From the data, return each line holding the word "numFmtId".

Saved entries:
►
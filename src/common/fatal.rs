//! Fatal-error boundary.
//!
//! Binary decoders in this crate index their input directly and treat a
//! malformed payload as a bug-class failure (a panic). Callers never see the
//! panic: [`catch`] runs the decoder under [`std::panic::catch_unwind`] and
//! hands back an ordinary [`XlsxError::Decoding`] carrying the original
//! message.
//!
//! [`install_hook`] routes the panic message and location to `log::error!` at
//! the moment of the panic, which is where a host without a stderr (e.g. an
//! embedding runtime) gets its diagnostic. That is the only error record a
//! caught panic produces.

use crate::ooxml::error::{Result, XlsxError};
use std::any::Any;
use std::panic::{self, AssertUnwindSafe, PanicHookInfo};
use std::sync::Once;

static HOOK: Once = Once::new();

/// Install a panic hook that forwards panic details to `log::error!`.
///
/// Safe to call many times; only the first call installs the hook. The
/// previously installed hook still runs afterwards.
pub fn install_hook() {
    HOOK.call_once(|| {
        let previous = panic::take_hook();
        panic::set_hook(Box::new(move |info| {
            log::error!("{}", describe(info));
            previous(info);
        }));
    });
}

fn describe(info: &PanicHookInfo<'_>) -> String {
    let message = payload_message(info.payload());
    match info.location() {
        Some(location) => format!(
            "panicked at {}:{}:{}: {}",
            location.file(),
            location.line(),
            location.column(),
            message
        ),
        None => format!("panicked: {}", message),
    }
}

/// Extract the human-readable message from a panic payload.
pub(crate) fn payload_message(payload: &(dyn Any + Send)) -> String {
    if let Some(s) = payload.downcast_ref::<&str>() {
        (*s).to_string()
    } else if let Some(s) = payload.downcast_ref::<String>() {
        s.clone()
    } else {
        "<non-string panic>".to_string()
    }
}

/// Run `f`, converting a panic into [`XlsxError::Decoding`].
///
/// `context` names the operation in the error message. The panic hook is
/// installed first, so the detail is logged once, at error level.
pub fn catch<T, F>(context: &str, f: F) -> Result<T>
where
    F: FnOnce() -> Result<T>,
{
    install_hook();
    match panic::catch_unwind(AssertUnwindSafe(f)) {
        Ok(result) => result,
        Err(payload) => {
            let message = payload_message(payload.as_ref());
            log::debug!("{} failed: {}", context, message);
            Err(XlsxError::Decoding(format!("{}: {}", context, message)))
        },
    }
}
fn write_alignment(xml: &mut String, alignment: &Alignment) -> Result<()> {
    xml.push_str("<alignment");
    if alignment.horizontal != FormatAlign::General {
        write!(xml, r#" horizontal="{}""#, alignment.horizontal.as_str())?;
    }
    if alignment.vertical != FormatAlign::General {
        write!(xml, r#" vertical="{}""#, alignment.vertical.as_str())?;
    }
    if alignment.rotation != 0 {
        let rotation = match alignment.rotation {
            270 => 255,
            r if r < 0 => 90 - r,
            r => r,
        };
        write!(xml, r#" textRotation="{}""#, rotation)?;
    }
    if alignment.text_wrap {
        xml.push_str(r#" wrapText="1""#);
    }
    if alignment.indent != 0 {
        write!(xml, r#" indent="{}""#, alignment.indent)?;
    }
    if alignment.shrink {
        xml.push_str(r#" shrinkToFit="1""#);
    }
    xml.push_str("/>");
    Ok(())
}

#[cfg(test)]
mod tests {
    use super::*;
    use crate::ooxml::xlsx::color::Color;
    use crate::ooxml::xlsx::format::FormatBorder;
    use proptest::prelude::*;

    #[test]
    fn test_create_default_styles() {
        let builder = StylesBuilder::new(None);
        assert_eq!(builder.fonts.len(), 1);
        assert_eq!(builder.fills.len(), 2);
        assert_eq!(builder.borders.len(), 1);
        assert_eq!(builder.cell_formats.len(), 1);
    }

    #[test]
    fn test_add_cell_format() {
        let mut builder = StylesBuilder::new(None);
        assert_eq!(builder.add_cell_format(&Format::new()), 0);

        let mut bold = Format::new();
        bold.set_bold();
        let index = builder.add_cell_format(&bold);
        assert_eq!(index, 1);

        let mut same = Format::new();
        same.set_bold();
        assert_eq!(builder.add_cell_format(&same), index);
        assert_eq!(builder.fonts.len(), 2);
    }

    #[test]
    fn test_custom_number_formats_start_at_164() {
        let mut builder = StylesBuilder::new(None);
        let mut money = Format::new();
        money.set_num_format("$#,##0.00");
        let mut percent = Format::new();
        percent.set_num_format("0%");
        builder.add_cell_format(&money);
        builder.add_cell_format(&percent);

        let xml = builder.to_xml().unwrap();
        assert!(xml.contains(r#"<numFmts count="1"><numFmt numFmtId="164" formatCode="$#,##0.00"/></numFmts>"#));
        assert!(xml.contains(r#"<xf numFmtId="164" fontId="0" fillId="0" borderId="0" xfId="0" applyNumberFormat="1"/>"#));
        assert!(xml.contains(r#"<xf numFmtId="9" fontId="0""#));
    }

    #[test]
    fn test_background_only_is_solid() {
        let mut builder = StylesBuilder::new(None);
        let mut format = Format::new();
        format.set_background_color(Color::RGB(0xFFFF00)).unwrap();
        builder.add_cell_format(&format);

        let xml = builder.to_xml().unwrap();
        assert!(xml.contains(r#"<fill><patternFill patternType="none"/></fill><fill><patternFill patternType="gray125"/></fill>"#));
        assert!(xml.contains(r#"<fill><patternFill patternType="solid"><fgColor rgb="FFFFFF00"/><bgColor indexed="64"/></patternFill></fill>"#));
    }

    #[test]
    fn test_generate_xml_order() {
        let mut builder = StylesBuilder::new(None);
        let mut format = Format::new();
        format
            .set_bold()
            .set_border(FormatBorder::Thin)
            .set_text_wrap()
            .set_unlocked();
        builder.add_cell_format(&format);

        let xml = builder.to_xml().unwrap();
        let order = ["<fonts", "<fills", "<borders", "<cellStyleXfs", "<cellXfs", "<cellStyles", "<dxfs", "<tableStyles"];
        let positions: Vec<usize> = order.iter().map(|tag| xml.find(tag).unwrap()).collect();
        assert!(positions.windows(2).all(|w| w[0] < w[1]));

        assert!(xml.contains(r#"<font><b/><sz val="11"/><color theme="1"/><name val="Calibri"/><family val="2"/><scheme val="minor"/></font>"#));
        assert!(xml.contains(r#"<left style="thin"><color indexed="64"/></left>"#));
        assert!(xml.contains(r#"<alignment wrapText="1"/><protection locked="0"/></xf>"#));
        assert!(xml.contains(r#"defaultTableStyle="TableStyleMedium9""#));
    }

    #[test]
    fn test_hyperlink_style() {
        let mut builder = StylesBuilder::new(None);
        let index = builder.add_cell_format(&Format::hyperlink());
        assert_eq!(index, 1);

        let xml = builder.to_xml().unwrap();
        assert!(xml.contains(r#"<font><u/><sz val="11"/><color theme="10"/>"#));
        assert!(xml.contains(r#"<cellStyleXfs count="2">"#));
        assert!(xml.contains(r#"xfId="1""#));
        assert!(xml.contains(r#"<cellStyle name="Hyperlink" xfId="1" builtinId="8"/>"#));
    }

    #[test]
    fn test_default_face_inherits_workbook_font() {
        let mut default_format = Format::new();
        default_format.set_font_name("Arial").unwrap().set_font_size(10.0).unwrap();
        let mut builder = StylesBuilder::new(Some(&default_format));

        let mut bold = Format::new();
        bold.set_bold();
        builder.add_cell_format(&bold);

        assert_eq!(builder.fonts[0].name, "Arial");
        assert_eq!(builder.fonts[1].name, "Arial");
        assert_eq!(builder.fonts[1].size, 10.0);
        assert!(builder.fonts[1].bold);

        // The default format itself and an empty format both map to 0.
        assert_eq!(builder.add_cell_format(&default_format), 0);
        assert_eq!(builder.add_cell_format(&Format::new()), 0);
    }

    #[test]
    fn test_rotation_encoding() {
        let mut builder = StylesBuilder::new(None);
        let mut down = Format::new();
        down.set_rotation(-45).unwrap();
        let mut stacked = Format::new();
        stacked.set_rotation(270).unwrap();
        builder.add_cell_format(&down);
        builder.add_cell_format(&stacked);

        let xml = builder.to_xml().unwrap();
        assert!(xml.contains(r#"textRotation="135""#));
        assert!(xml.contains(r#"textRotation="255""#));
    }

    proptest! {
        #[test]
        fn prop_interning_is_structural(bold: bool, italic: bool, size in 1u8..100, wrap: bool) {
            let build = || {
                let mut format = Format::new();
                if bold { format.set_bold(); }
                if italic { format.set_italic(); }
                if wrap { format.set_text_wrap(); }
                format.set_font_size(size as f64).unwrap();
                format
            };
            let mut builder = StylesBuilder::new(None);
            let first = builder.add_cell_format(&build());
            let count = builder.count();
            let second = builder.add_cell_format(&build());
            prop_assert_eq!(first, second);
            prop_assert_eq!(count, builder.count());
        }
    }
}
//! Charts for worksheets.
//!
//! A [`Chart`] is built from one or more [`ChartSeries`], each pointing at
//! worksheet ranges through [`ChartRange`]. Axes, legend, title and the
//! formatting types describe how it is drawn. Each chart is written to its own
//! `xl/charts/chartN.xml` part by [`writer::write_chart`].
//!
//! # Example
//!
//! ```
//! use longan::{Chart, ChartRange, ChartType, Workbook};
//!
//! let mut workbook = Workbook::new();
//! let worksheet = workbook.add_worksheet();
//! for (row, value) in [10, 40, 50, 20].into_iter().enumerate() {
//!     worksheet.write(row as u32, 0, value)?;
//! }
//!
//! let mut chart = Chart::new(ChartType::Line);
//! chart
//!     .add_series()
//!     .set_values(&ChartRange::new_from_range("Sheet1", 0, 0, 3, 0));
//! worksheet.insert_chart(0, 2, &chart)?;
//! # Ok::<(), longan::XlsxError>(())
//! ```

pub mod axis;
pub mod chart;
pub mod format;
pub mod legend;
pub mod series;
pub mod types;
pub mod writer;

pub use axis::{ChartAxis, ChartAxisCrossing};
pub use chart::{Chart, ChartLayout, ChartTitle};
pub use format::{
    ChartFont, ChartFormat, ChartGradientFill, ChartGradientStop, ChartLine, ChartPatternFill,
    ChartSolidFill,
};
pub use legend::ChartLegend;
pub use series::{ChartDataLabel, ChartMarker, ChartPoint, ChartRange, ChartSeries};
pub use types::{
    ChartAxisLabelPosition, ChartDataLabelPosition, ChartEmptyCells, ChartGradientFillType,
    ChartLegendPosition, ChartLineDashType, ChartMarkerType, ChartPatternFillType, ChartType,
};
◄
_THE ANSWER_
        assert!(xml.contains(r#"<numFmts count="1"><numFmt numFmtId="164" formatCode="$#,##0.00"/></numFmts>"#));
        assert!(xml.contains(r#"<xf numFmtId="164" fontId="0" fillId="0" borderId="0" xfId="0" applyNumberFormat="1"/>"#));
        assert!(xml.contains(r#"<xf numFmtId="9" fontId="0""#));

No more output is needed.